Gene variant may protect Hispanic women from cancer
A genetic variant that is particularly common in some Hispanic women with indigenous American ancestry appears to protect against breast cancer, a new study found.
About 1 in 5 U.S. Latinas carry one copy of the variant, and roughly 1 percent carry two.
The function of the gene is not entirely clear. But the authors of the study, which was led by a team at the University of California, San Francisco, and funded by the National Cancer Institute, said women who carry the variant have breast tissue that appears less dense on mammograms — a factor that is known to play a role in breast cancer risk. They suspect that the genetic variant may affect the production of estrogen receptors.
“This is a really important study,” said Marc Hurlbert, executive director of the Avon Foundation Breast Cancer Crusade, who was not involved in the study. “If we can understand how this is protective, it might help us to develop better treatments for those who do get breast cancer.”
The findings may also explain why Latinas have lower rates of breast cancer than other Americans. According to federal data, Hispanics have less than a 10 percent lifetime risk of breast cancer, compared with about 13 percent for non-Hispanic whites and 11 percent for blacks.
Certain behavioral factors have been thought to account for at least part of this reduced risk. Latinas, for example, are less likely to use postmenopausal hormones, and they tend to have more children and give birth at younger ages, said Dr. Elad Ziv, a professor of medicine at the university in San Francisco and an author of the new study, which was published in Nature Communications. Both factors may decrease breast cancer risk.
But Ziv and his colleagues suspected that genetic factors might also be at work. So they scanned and compared the DNA of breast cancer patients and control subjects in various populations, carrying out a so-called genome-wide association study that can link genetic variations to disease. Altogether the study analyzed DNA from more than 3,000 women with breast cancer and about 8,200 women without the disease.

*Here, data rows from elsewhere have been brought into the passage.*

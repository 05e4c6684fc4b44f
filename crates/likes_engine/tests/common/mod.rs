#![allow(dead_code)]

use std::collections::HashSet;
use std::sync::{Mutex, Once};

use likes_core::{ItemLink, RunEvent, RunSummary};
use likes_engine::{FailureKind, FetchError, Fetcher, PageLoadError, PageLoader};
use tokio_util::sync::CancellationToken;

pub fn init_logging() {
    static INIT: Once = Once::new();
    INIT.call_once(engine_logging::initialize_for_tests);
}

pub fn link(raw: &str) -> ItemLink {
    ItemLink::normalize(raw).expect("non-empty link")
}

/// Succeeds unless the link is listed in `failing`; records every call.
#[derive(Default)]
pub struct ScriptedFetcher {
    failing: HashSet<String>,
    calls: Mutex<Vec<String>>,
    cancel_after_first: Option<CancellationToken>,
    program: Option<String>,
}

impl ScriptedFetcher {
    pub fn new() -> Self {
        Self::default()
    }

    pub fn failing(mut self, link: &str) -> Self {
        self.failing.insert(link.to_string());
        self
    }

    /// Simulates the user pressing stop while the first fetch is in flight.
    pub fn cancel_after_first(mut self, token: CancellationToken) -> Self {
        self.cancel_after_first = Some(token);
        self
    }

    pub fn requiring(mut self, program: &str) -> Self {
        self.program = Some(program.to_string());
        self
    }

    pub fn calls(&self) -> Vec<String> {
        self.calls.lock().unwrap().clone()
    }
}

#[async_trait::async_trait]
impl Fetcher for ScriptedFetcher {
    async fn fetch(&self, link: &ItemLink) -> Result<(), FetchError> {
        self.calls.lock().unwrap().push(link.to_string());
        if let Some(token) = &self.cancel_after_first {
            token.cancel();
        }
        if self.failing.contains(link.as_str()) {
            return Err(
                FetchError::new(FailureKind::ExitStatus(Some(1)), "download error")
                    .with_stderr("ERROR: track not available"),
            );
        }
        Ok(())
    }

    fn required_program(&self) -> Option<&str> {
        self.program.as_deref()
    }
}

pub struct StaticLoader {
    result: Result<Vec<Option<String>>, PageLoadError>,
}

impl StaticLoader {
    pub fn with_hrefs(hrefs: &[Option<&str>]) -> Self {
        Self {
            result: Ok(hrefs.iter().map(|h| h.map(str::to_string)).collect()),
        }
    }

    pub fn failing(err: PageLoadError) -> Self {
        Self { result: Err(err) }
    }
}

#[async_trait::async_trait]
impl PageLoader for StaticLoader {
    async fn load_fully_scrolled(&self, _url: &str) -> Result<Vec<Option<String>>, PageLoadError> {
        self.result.clone()
    }
}

pub fn finished_summary(events: &[RunEvent]) -> Option<RunSummary> {
    events.iter().find_map(|event| match event {
        RunEvent::Finished(summary) => Some(summary.clone()),
        _ => None,
    })
}

pub fn log_lines(events: &[RunEvent]) -> Vec<String> {
    events
        .iter()
        .filter_map(|event| match event {
            RunEvent::Log { line, .. } => Some(line.clone()),
            _ => None,
        })
        .collect()
}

Many genome-wide association studies have looked for associations with breast cancer in women of European descent. But this was the first such study to include large numbers of Latinas, who in this case hailed mostly from California, Colombia and Mexico, said the lead author of the study, Laura Fejerman of the Institute for Human Genetics in San Francisco.
The researchers zeroed in on chromosome 6 and discovered the protective variant, which is known as a single nucleotide polymorphism, or SNP (pronounced (“snip”). They also discovered that its frequency tracked with indigenous ancestry.

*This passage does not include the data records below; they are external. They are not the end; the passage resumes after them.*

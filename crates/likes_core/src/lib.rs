//! Likes core: link extraction, exclusion filtering, run bookkeeping and the
//! pure session state machine. No IO happens here.
mod effect;
mod event;
mod extract;
mod filter;
mod link;
mod msg;
mod run;
mod state;
mod update;
mod view_model;

pub use effect::Effect;
pub use event::{LogLevel, RunEvent};
pub use extract::extract_links;
pub use filter::{filter_links, Exclusion, FilterOutcome, FilterRules, DEFAULT_EXCLUDE_KEYWORDS};
pub use link::{ItemLink, LinkSet, SiteProfile};
pub use msg::Msg;
pub use run::{
    throughput_per_minute, DownloadJob, JobOutcome, ProgressUpdate, RunState, RunSummary,
};
pub use state::{AppState, SessionState};
pub use update::update;
pub use view_model::{AppViewModel, ProgressView};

It occurred with about 15 percent frequency in Mexico, 10 percent in Colombia and 5 percent in Puerto Rico. But its frequency was below 1 percent in whites and blacks, and other studies have shown that it occurs in about 2 percent of Chinese people.
Women who carried just one copy of the variant were about 40 percent less likely to have breast cancer, while those with two copies had double that level of protection.